Exercise:
Set down exactly the first line of the entries and every line after it, through the line with "use std::fmt;".

Extracted material:
---*---
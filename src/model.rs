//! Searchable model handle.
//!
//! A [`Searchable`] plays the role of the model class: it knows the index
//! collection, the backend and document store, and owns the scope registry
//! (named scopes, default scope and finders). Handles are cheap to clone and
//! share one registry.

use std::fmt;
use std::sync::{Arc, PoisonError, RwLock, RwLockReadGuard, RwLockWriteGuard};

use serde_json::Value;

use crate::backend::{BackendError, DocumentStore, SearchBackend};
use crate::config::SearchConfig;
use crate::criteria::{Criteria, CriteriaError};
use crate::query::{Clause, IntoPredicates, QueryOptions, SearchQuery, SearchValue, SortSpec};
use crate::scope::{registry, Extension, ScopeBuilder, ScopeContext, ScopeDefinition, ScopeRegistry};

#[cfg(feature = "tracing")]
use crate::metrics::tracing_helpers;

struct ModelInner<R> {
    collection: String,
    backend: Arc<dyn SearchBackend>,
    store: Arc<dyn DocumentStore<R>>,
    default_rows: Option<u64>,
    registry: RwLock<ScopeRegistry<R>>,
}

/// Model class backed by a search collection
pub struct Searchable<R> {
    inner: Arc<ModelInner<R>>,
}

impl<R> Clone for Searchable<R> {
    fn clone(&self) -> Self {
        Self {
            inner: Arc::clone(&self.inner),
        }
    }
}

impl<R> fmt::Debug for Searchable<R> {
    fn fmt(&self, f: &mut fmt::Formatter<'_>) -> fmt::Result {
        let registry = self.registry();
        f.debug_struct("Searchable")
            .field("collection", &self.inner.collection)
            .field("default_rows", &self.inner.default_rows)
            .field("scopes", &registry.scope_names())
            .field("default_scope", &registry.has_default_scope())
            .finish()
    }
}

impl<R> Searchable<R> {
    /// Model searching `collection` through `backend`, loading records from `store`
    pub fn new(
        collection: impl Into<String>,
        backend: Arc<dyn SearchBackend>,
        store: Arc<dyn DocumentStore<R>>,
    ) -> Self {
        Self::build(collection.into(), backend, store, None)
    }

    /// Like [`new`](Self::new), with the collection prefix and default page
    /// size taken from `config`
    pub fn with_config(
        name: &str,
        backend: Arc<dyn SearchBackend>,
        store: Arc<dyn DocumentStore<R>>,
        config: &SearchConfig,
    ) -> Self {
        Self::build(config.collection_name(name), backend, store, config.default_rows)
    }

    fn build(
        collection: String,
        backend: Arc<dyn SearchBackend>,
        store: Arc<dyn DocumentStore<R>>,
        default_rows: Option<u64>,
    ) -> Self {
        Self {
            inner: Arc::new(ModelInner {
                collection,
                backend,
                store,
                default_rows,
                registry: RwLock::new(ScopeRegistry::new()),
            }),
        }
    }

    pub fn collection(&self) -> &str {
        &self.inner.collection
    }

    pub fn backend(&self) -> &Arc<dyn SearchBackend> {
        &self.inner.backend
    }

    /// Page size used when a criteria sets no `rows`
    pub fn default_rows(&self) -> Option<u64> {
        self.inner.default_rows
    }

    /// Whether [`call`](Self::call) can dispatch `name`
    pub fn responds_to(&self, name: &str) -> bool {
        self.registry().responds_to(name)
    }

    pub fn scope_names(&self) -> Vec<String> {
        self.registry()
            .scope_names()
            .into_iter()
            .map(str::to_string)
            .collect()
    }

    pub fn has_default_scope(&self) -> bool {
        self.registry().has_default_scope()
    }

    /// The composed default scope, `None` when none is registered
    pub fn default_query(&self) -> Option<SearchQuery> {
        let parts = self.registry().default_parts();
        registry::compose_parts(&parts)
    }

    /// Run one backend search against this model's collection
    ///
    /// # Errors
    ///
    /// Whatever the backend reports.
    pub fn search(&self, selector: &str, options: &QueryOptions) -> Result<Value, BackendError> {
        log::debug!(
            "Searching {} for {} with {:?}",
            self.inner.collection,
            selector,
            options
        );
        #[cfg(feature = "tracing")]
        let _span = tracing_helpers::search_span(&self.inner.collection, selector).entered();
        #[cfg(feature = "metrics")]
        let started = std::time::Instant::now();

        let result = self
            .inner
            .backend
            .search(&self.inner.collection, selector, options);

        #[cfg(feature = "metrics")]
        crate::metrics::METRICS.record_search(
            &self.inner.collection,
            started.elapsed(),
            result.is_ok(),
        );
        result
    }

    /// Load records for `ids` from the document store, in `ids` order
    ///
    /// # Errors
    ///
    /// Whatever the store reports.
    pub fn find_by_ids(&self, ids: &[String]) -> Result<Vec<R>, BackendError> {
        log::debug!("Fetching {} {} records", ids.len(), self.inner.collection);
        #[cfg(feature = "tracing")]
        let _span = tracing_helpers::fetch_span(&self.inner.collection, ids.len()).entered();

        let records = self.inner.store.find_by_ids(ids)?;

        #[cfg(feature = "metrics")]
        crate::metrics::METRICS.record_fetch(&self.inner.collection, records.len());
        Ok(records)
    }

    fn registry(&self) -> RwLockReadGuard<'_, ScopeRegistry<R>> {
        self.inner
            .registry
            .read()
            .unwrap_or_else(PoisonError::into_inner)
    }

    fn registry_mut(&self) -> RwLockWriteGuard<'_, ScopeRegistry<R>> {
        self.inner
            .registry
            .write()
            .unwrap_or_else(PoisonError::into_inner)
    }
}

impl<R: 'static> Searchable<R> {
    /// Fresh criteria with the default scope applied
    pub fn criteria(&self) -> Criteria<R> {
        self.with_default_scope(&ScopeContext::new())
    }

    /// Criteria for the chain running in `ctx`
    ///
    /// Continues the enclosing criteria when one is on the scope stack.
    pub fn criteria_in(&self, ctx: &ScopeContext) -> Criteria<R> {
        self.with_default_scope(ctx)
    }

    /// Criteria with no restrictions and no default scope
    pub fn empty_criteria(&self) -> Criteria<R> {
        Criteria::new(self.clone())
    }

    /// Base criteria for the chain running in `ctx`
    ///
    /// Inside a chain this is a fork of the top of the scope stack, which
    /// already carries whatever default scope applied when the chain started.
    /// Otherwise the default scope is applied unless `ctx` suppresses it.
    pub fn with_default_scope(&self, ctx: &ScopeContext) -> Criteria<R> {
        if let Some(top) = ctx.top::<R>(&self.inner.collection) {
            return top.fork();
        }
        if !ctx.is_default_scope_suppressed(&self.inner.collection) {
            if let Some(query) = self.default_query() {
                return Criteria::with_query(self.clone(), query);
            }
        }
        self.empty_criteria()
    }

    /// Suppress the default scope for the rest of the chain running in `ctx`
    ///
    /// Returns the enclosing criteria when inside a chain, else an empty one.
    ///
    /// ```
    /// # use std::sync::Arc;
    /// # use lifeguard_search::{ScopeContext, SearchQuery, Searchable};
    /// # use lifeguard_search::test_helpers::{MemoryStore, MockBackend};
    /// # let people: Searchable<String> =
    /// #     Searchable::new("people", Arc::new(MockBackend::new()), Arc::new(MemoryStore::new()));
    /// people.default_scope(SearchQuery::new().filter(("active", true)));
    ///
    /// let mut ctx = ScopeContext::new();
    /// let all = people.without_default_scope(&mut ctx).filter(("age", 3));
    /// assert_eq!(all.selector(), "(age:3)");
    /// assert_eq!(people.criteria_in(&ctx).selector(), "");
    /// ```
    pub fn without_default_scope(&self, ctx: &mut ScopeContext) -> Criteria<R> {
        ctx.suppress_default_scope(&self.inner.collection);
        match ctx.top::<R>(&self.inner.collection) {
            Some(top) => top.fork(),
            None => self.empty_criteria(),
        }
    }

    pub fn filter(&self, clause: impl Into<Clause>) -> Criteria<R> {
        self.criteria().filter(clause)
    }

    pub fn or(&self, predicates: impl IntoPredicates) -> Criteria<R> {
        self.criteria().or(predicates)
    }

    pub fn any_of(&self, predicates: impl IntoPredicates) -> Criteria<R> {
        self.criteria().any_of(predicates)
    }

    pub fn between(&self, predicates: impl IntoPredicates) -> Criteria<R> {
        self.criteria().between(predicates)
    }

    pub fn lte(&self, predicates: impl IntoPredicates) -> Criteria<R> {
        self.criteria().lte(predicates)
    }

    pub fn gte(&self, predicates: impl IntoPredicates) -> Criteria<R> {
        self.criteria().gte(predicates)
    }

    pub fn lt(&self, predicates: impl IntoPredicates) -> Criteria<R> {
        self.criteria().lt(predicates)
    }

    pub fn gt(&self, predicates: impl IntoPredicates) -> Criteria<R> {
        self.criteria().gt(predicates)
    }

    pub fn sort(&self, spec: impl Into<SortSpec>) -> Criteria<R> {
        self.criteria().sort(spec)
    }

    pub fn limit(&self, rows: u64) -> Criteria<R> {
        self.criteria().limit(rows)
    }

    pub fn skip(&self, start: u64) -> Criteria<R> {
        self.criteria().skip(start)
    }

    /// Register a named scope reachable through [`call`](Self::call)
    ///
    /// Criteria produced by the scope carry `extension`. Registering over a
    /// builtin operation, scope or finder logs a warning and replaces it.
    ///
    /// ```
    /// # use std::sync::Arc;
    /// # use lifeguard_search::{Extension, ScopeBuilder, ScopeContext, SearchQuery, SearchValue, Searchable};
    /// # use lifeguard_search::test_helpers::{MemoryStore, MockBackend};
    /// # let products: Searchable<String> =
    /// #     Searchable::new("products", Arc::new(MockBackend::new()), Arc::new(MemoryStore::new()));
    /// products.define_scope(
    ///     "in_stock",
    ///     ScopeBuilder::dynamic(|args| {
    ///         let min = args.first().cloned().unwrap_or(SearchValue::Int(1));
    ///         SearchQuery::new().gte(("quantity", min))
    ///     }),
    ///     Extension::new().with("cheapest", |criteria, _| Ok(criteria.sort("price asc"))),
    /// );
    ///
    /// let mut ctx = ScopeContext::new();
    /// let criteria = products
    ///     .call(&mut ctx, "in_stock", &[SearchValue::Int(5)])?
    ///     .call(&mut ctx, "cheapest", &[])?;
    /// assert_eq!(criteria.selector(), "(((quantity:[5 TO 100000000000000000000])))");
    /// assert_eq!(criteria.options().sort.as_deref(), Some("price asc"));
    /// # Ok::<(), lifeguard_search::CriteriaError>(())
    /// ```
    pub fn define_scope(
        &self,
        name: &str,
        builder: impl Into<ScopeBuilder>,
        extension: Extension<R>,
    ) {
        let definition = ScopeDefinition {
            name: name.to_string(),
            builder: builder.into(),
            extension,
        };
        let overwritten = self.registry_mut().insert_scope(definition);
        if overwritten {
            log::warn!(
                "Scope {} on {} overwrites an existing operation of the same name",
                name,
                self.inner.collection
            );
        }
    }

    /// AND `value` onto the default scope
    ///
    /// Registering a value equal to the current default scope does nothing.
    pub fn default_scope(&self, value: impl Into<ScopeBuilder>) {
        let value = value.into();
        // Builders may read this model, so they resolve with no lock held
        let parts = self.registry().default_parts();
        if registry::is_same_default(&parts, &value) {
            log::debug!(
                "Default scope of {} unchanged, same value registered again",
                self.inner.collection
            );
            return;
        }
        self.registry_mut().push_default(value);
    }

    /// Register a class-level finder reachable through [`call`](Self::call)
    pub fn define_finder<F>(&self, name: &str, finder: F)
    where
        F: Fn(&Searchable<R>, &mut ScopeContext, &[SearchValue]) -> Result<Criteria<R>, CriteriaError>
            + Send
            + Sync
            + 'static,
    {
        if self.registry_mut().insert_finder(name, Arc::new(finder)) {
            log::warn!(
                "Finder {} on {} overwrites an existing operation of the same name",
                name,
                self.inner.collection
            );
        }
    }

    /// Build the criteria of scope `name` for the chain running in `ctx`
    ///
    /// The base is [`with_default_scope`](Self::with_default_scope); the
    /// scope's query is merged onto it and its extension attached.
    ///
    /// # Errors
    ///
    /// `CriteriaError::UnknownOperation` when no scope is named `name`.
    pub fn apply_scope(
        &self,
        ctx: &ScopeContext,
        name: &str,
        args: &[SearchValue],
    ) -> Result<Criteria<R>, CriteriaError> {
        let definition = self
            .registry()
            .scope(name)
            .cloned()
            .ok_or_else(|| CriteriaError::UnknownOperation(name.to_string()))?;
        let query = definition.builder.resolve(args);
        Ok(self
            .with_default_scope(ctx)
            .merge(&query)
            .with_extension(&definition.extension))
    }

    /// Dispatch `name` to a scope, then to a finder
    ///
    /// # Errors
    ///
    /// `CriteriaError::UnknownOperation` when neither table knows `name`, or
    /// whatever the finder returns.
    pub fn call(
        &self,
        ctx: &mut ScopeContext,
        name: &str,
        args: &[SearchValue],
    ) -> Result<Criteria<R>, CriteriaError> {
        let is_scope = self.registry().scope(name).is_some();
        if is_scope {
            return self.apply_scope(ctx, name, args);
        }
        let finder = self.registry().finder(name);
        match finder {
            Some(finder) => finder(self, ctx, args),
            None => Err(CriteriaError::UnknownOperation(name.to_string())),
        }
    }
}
---*---
Answer area:
filename src/model.rs
//! Searchable model handle.
//!
//! A [`Searchable`] plays the role of the model class: it knows the index
//! collection, the backend and document store, and owns the scope registry
//! (named scopes, default scope and finders). Handles are cheap to clone and
//! share one registry.

use std::fmt;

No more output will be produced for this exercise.